Immunoprecipitation-quantitative real-time PCR assay
ChIP was performed on MNase digested chromatin fragments like before using anti-H1 and anti-HMGD antibodies. 6 μg of antibody, 100 μl of dynal beads and 400 μg of chromatin DNA were used for each ChIP. IgG was used as a no-antibody control. Eluted DNA was subjected to real-time PCR using the PerfeCTa SYBR Green FastMix (Quanta Biosciences Inc, USA) and Biorad CF96 following the manufacturer’s instructions.
The primers used to amplify selected gene promoters were as follows:
F: 5’-AGACAATGAAGTGGTCTGGATT-3’; R: 5’ATCAGGGTGATCAGCAGCAG-3’;
F: 5’-TCGTGGCTGAGATCCAAGTTT-3’; R: 5’-CAGGTCAGAACTCTGTGGACC-3’;
F: 5’-ACTCAGAATCCAGTCAGCACAG–3’; R: 5’-CGCCTGAACGAGTTTGTGTG–3’;
F: 5’-GGCCACACTGTCAAATCCCT-3’; R: 5’-AGCTCGGGACTTTGTTCCTG-3’
20 μl reactions were set up using 1 μl of ChIP DNA, 10 μl of 2× PerfeCTa SYBR Green FastMix (Quanta) and 0.5 μM each of gene specific primers. The cycling conditions were: 95°C for 2:00 m; 40 cycles of 95°C for 30 s, 55°C for 30 s and 72°C for 1:00 m. Fluorescence was measured right after each elongation step. Dissociation curves were used to confirm specificity of PCR products. The “signal over background” normalization method was used to calculate fold enrichment from Ct values.

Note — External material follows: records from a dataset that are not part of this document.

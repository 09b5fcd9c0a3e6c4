//! Git operations for the documentation checkout
//!
//! Thin typed wrappers over the `git` CLI. Each call runs with its own
//! timeout taken from [`Config`]; callers decide which failures matter.

use crate::auth_url::AuthenticatedUrl;
use crate::command::{self, CommandError, CommandOutput};
use crate::config::Config;
use std::path::PathBuf;
use std::time::Duration;

/// Handle on the git CLI bound to one repository directory
#[derive(Debug, Clone)]
pub struct Git {
    program: String,
    repo: PathBuf,
    clone_timeout: Duration,
    remote_timeout: Duration,
    config_timeout: Duration,
    fetch_timeout: Duration,
}

impl Git {
    pub fn new(config: &Config) -> Self {
        Self {
            program: config.git_program.clone(),
            repo: config.target_dir.clone(),
            clone_timeout: Duration::from_secs(config.clone_timeout_secs),
            remote_timeout: Duration::from_secs(config.remote_timeout_secs),
            config_timeout: Duration::from_secs(config.config_timeout_secs),
            fetch_timeout: Duration::from_secs(config.fetch_timeout_secs),
        }
    }

    /// `git clone <url> <repo>`
    pub async fn clone_from(&self, url: &AuthenticatedUrl) -> Result<CommandOutput, CommandError> {
        let dest = self.repo.to_string_lossy();
        command::run(
            &self.program,
            &["clone", url.as_str(), &*dest],
            None,
            self.clone_timeout,
        )
        .await
    }

    /// `git remote set-url origin <url>`
    pub async fn set_origin_url(&self, url: &str) -> Result<CommandOutput, CommandError> {
        self.in_repo(&["remote", "set-url", "origin", url], self.remote_timeout)
            .await
    }

    /// `git config <key> <value>` on the repository's local config
    pub async fn set_local_config(
        &self,
        key: &str,
        value: &str,
    ) -> Result<CommandOutput, CommandError> {
        self.in_repo(&["config", key, value], self.config_timeout)
            .await
    }

    /// `git remote set-head origin -a`
    pub async fn sync_origin_head(&self) -> Result<CommandOutput, CommandError> {
        self.in_repo(&["remote", "set-head", "origin", "-a"], self.remote_timeout)
            .await
    }

    /// `git fetch origin --prune`
    pub async fn fetch_prune(&self) -> Result<CommandOutput, CommandError> {
        self.in_repo(&["fetch", "origin", "--prune"], self.fetch_timeout)
            .await
    }

    async fn in_repo(&self, args: &[&str], timeout: Duration) -> Result<CommandOutput, CommandError> {
        let repo = self.repo.to_string_lossy();
        let mut full: Vec<&str> = vec!["-C", &*repo];
        full.extend_from_slice(args);
        command::run(&self.program, &full, None, timeout).await
    }
}
//! Response bodies shared by the HTTP facade and the CLI's `--json` mode
//!
//! Every body carries `ok`. Failures add a machine-readable `code`, a
//! human-readable `error`, and whatever tool output helps diagnose them.

use crate::clone::{CloneError, CloneReport};
use crate::command::HousekeepingStep;
use crate::preview::{PreviewError, PreviewOutcome};
use crate::status::StatusReport;
use serde::Serialize;

/// Failure category
#[derive(Debug, Clone, Copy, PartialEq, Eq, Serialize)]
#[serde(rename_all = "snake_case")]
pub enum ErrorCode {
    Validation,
    InvalidScheme,
    TargetNotEmpty,
    ExternalCommand,
    NoRepository,
    ReadinessTimeout,
    NotFound,
    Busy,
    Internal,
}

/// Result of a clone operation
#[derive(Debug, Serialize)]
pub struct CloneResult {
    pub ok: bool,
    pub message: String,
    pub housekeeping: Vec<HousekeepingStep>,
}

/// Result of a preview start
#[derive(Debug, Serialize)]
pub struct PreviewResult {
    pub ok: bool,
    pub message: String,
    #[serde(skip_serializing_if = "Vec::is_empty")]
    pub housekeeping: Vec<HousekeepingStep>,
}

#[derive(Debug, Serialize)]
pub struct StatusResult {
    pub ok: bool,
    pub status: StatusReport,
}

#[derive(Debug, Serialize)]
pub struct LogsResult {
    pub ok: bool,
    pub path: String,
    pub lines: usize,
    pub log: String,
}

/// Where a preview start looked for the site
#[derive(Debug, Serialize)]
pub struct PreviewDebug {
    pub target_dir: String,
    pub marker: String,
}

/// Body of every failed request
#[derive(Debug, Serialize)]
pub struct ErrorBody {
    pub ok: bool,
    pub code: ErrorCode,
    pub error: String,
    #[serde(skip_serializing_if = "Option::is_none")]
    pub stderr: Option<String>,
    #[serde(skip_serializing_if = "Option::is_none")]
    pub stderr_name: Option<String>,
    #[serde(skip_serializing_if = "Option::is_none")]
    pub stderr_email: Option<String>,
    #[serde(skip_serializing_if = "Option::is_none")]
    pub log_tail: Option<String>,
    #[serde(skip_serializing_if = "Option::is_none")]
    pub path: Option<String>,
    #[serde(skip_serializing_if = "Option::is_none")]
    pub debug: Option<PreviewDebug>,
    /// Steps recorded before the failure, including the fatal one
    #[serde(skip_serializing_if = "Vec::is_empty")]
    pub housekeeping: Vec<HousekeepingStep>,
    /// HTTP status this failure maps to
    #[serde(skip)]
    pub status: u16,
}

impl ErrorBody {
    pub fn new(code: ErrorCode, status: u16, error: impl Into<String>) -> Self {
        Self {
            ok: false,
            code,
            error: error.into(),
            stderr: None,
            stderr_name: None,
            stderr_email: None,
            log_tail: None,
            path: None,
            debug: None,
            housekeeping: Vec::new(),
            status,
        }
    }

    pub fn with_stderr(mut self, stderr: &str) -> Self {
        self.stderr = Some(stderr.to_string());
        self
    }

    pub fn with_log_tail(mut self, log_tail: &str) -> Self {
        self.log_tail = Some(log_tail.to_string());
        self
    }

    pub fn with_path(mut self, path: &str) -> Self {
        self.path = Some(path.to_string());
        self
    }
}

impl From<CloneReport> for CloneResult {
    fn from(report: CloneReport) -> Self {
        Self {
            ok: true,
            message: report.message,
            housekeeping: report.housekeeping,
        }
    }
}

impl From<PreviewOutcome> for PreviewResult {
    fn from(outcome: PreviewOutcome) -> Self {
        let message = outcome.message().to_string();
        let housekeeping = match outcome {
            PreviewOutcome::Started { housekeeping } => housekeeping,
            PreviewOutcome::AlreadyRunning => Vec::new(),
        };
        Self {
            ok: true,
            message,
            housekeeping,
        }
    }
}

impl From<&CloneError> for ErrorBody {
    fn from(err: &CloneError) -> Self {
        use crate::auth_url::AuthUrlError;
        use crate::target::TargetError;

        let message = err.to_string();
        match err {
            CloneError::Validation(_) => ErrorBody::new(ErrorCode::Validation, 400, message),
            CloneError::Url(AuthUrlError::InvalidScheme { .. }) => {
                ErrorBody::new(ErrorCode::InvalidScheme, 400, message)
            }
            CloneError::Url(_) => ErrorBody::new(ErrorCode::Validation, 400, message),
            CloneError::Target(TargetError::NotEmpty { .. }) => {
                ErrorBody::new(ErrorCode::TargetNotEmpty, 400, message)
            }
            CloneError::Target(_) => ErrorBody::new(ErrorCode::Internal, 500, message),
            CloneError::Lock(crate::lock::LockError::Busy { .. }) => {
                ErrorBody::new(ErrorCode::Busy, 409, message)
            }
            CloneError::Lock(_) => ErrorBody::new(ErrorCode::Internal, 500, message),
            CloneError::CloneFailed { stderr } => {
                ErrorBody::new(ErrorCode::ExternalCommand, 400, message).with_stderr(stderr)
            }
            CloneError::ScrubFailed { step } => {
                let mut body = ErrorBody::new(ErrorCode::ExternalCommand, 400, message)
                    .with_stderr(step.outcome.stderr().unwrap_or_default());
                body.housekeeping = vec![step.clone()];
                body
            }
            CloneError::IdentityFailed {
                stderr_name,
                stderr_email,
            } => {
                let mut body = ErrorBody::new(ErrorCode::ExternalCommand, 400, message);
                body.stderr_name = Some(stderr_name.clone());
                body.stderr_email = Some(stderr_email.clone());
                body
            }
        }
    }
}

impl ErrorBody {
    /// Map a preview failure, carrying its log tail where it has one
    pub fn from_preview(err: &PreviewError) -> Self {
        let message = err.to_string();
        match err {
            PreviewError::NoRepository { target_dir, marker } => {
                let mut body = ErrorBody::new(ErrorCode::NoRepository, 400, message);
                body.debug = Some(PreviewDebug {
                    target_dir: target_dir.to_string_lossy().into_owned(),
                    marker: marker.to_string_lossy().into_owned(),
                });
                body
            }
            PreviewError::Lock(crate::lock::LockError::Busy { .. }) => {
                ErrorBody::new(ErrorCode::Busy, 409, message)
            }
            PreviewError::Lock(_) => ErrorBody::new(ErrorCode::Internal, 500, message),
            PreviewError::Spawn { log_tail, .. } => {
                ErrorBody::new(ErrorCode::ExternalCommand, 500, message).with_log_tail(log_tail)
            }
            PreviewError::ReadinessTimeout { log_tail, .. } => {
                ErrorBody::new(ErrorCode::ReadinessTimeout, 500, message).with_log_tail(log_tail)
            }
        }
    }
}

/// Print JSON output to stdout
pub fn print_json<T: Serialize>(value: &T) {
    match serde_json::to_string_pretty(value) {
        Ok(json) => println!("{}", json),
        Err(e) => {
            eprintln!("Error serializing JSON: {}", e);
            std::process::exit(1);
        }
    }
}
//! Authenticated clone of the documentation repository
//!
//! Sequence:
//! 1. validate the request
//! 2. build the credential URL (http(s) only)
//! 3. guard the target directory (absent or empty)
//! 4. `git clone` with the credential URL
//! 5. reset `origin` to the plain URL so no secret stays in `.git/config`
//! 6. set local `user.name` / `user.email`
//! 7. sync `origin/HEAD` and fetch with pruning (best effort)
//!
//! Any failure in 1-6 aborts the rest. A failed clone leaves its partial
//! checkout behind; nothing is rolled back.

use crate::auth_url::{self, AuthUrlError};
use crate::command::{HousekeepingStep, StepOutcome};
use crate::config::Config;
use crate::git::Git;
use crate::lock::{self, LockError, OperationLock};
use crate::target::{self, TargetError};
use serde::Deserialize;
use std::sync::Arc;
use thiserror::Error;
use tracing::{info, warn};

#[derive(Error, Debug)]
pub enum CloneError {
    #[error("{0}")]
    Validation(String),

    #[error(transparent)]
    Url(#[from] AuthUrlError),

    #[error(transparent)]
    Target(#[from] TargetError),

    #[error(transparent)]
    Lock(#[from] LockError),

    #[error("git clone failed")]
    CloneFailed { stderr: String },

    /// Carries the `remote_set_url` step recorded as fatal
    #[error("Failed to scrub credentials from remote URL")]
    ScrubFailed { step: HousekeepingStep },

    #[error("Failed to configure git user.name or user.email")]
    IdentityFailed {
        stderr_name: String,
        stderr_email: String,
    },
}

/// Fields accepted by `/clone`; absent fields deserialize as empty
#[derive(Debug, Clone, Default, Deserialize)]
#[serde(default)]
pub struct CloneRequest {
    pub repo_url: String,
    pub username: String,
    pub password: String,
    pub email: Option<String>,
}

impl CloneRequest {
    fn trimmed(&self) -> CloneRequest {
        CloneRequest {
            repo_url: self.repo_url.trim().to_string(),
            username: self.username.trim().to_string(),
            password: self.password.trim().to_string(),
            email: self
                .email
                .as_deref()
                .map(str::trim)
                .filter(|e| !e.is_empty())
                .map(str::to_string),
        }
    }

    fn validate(&self, require_email: bool) -> Result<(), CloneError> {
        if self.repo_url.is_empty() {
            return Err(CloneError::Validation(
                "Repository URL is required".to_string(),
            ));
        }
        if self.username.is_empty() || self.password.is_empty() {
            return Err(CloneError::Validation(
                "Username and password are required".to_string(),
            ));
        }
        if require_email && self.email.is_none() {
            return Err(CloneError::Validation("Email is required".to_string()));
        }
        Ok(())
    }
}

/// Outcome of a successful clone
#[derive(Debug, Clone)]
pub struct CloneReport {
    pub message: String,
    pub housekeeping: Vec<HousekeepingStep>,
}

pub struct CloneOrchestrator {
    config: Arc<Config>,
    git: Git,
}

impl CloneOrchestrator {
    pub fn new(config: Arc<Config>) -> Self {
        let git = Git::new(&config);
        Self { config, git }
    }

    pub async fn clone_repo(&self, request: &CloneRequest) -> Result<CloneReport, CloneError> {
        let req = request.trimmed();
        req.validate(self.config.require_email)?;

        let auth_url = auth_url::build_auth_url(&req.repo_url, &req.username, &req.password)?;

        let _lock = if self.config.exclusive_operations {
            Some(OperationLock::acquire(&lock::lock_path_for(
                &self.config.target_dir,
            ))?)
        } else {
            None
        };

        target::ensure_clean(&self.config.target_dir)?;

        info!(
            repo_url = %req.repo_url,
            target = %self.config.target_dir.display(),
            "cloning repository"
        );

        if let Err(e) = self.git.clone_from(&auth_url).await {
            let stderr = auth_url::redact(&e.stderr(), &auth_url, &req.repo_url, &req.password);
            warn!(repo_url = %req.repo_url, "git clone failed");
            return Err(CloneError::CloneFailed { stderr });
        }

        let mut housekeeping = Vec::new();

        if let Err(e) = self.git.set_origin_url(&req.repo_url).await {
            let stderr = auth_url::redact(&e.stderr(), &auth_url, &req.repo_url, &req.password);
            warn!("could not reset origin to the plain URL");
            return Err(CloneError::ScrubFailed {
                step: HousekeepingStep::new("remote_set_url", StepOutcome::Fatal { stderr }),
            });
        }
        housekeeping.push(HousekeepingStep::new("remote_set_url", StepOutcome::Succeeded));

        self.configure_identity(&req).await?;

        let head = self.git.sync_origin_head().await;
        let fetch = self.git.fetch_prune().await;
        for (step, result) in [("remote_set_head", head), ("fetch_prune", fetch)] {
            let outcome = match StepOutcome::best_effort(&result) {
                StepOutcome::Degraded { stderr } => {
                    let stderr = auth_url::redact(&stderr, &auth_url, &req.repo_url, &req.password);
                    warn!(step, "housekeeping step failed");
                    StepOutcome::Degraded { stderr }
                }
                other => other,
            };
            housekeeping.push(HousekeepingStep::new(step, outcome));
        }

        info!(target = %self.config.target_dir.display(), "clone complete");

        Ok(CloneReport {
            message: "Repository cloned and git user configured".to_string(),
            housekeeping,
        })
    }

    async fn configure_identity(&self, req: &CloneRequest) -> Result<(), CloneError> {
        let name = self.git.set_local_config("user.name", &req.username).await;
        let email = match &req.email {
            Some(email) => Some(self.git.set_local_config("user.email", email).await),
            None => None,
        };

        let name_failed = name.is_err();
        let email_failed = matches!(email, Some(Err(_)));
        if !name_failed && !email_failed {
            return Ok(());
        }

        Err(CloneError::IdentityFailed {
            stderr_name: name.err().map(|e| e.stderr()).unwrap_or_default(),
            stderr_email: email
                .and_then(|r| r.err())
                .map(|e| e.stderr())
                .unwrap_or_default(),
        })
    }
}
//! Bounded tail of the preview log
//!
//! Streams the file line by line and keeps a rolling window, so a large
//! log never has to fit in memory.

use std::collections::VecDeque;
use std::fs::File;
use std::io::{BufRead, BufReader};
use std::num::IntErrorKind;
use std::path::Path;

pub const DEFAULT_TAIL_LINES: usize = 200;
pub const MAX_TAIL_LINES: usize = 5000;

/// Clamp a requested line count into `1..=MAX_TAIL_LINES`
pub fn clamp_lines(requested: i64) -> usize {
    requested.clamp(1, MAX_TAIL_LINES as i64) as usize
}

/// Parse a `tail` query value, falling back to the default on garbage
///
/// Integers too large for `i64` still clamp by sign.
pub fn parse_lines(raw: Option<&str>) -> usize {
    let Some(raw) = raw else {
        return DEFAULT_TAIL_LINES;
    };
    match raw.trim().parse::<i64>() {
        Ok(n) => clamp_lines(n),
        Err(e) => match e.kind() {
            IntErrorKind::PosOverflow => MAX_TAIL_LINES,
            IntErrorKind::NegOverflow => 1,
            _ => DEFAULT_TAIL_LINES,
        },
    }
}

/// Last `n` lines of `path`, newline-joined
///
/// A missing or unreadable file yields an empty string. Invalid UTF-8 is
/// replaced rather than rejected.
pub fn tail_file(path: &Path, n: usize) -> String {
    let n = n.clamp(1, MAX_TAIL_LINES);
    let Ok(file) = File::open(path) else {
        return String::new();
    };
    if !file.metadata().map(|m| m.is_file()).unwrap_or(false) {
        return String::new();
    }

    let mut reader = BufReader::new(file);
    let mut window: VecDeque<String> = VecDeque::with_capacity(n);
    let mut buf = Vec::new();

    loop {
        buf.clear();
        match reader.read_until(b'\n', &mut buf) {
            Ok(0) => break,
            Ok(_) => {
                if buf.last() == Some(&b'\n') {
                    buf.pop();
                }
                if window.len() == n {
                    window.pop_front();
                }
                window.push_back(String::from_utf8_lossy(&buf).into_owned());
            }
            Err(_) => break,
        }
    }

    window.into_iter().collect::<Vec<_>>().join("\n")
}

/// [`tail_file`] on the blocking pool, for use inside async handlers
pub async fn tail_file_async(path: &Path, n: usize) -> String {
    let path = path.to_path_buf();
    tokio::task::spawn_blocking(move || tail_file(&path, n))
        .await
        .unwrap_or_default()
}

Gene expression and real time quantitative PCR
Total RNA was isolated using QIAGEN RNeasy according to the manufacturer’s extraction protocol (Qiagen 74106) which included the DNase step (Qiagen 79254). cDNA was generated from 1 μg of total RNA using the Superscript III First-Strand Synthesis System (Life Technologies). Analysis of mRNA was then accomplished using primers specific to each of the target mRNAs. RT-qPCR reactions were performed using PerfeCTa SYBR Green FastMix (Quanta Biosciences Inc, USA) and Biorad CF96 following the manufacturer’s instructions and the resulting Ct values were normalized to ||-actin. Primers used are listed below:
F: 5’-CTCCAGCTGACCTCATCCAT-3’; R: 5’-TTCATCTGGAAGCCCATGTC-3’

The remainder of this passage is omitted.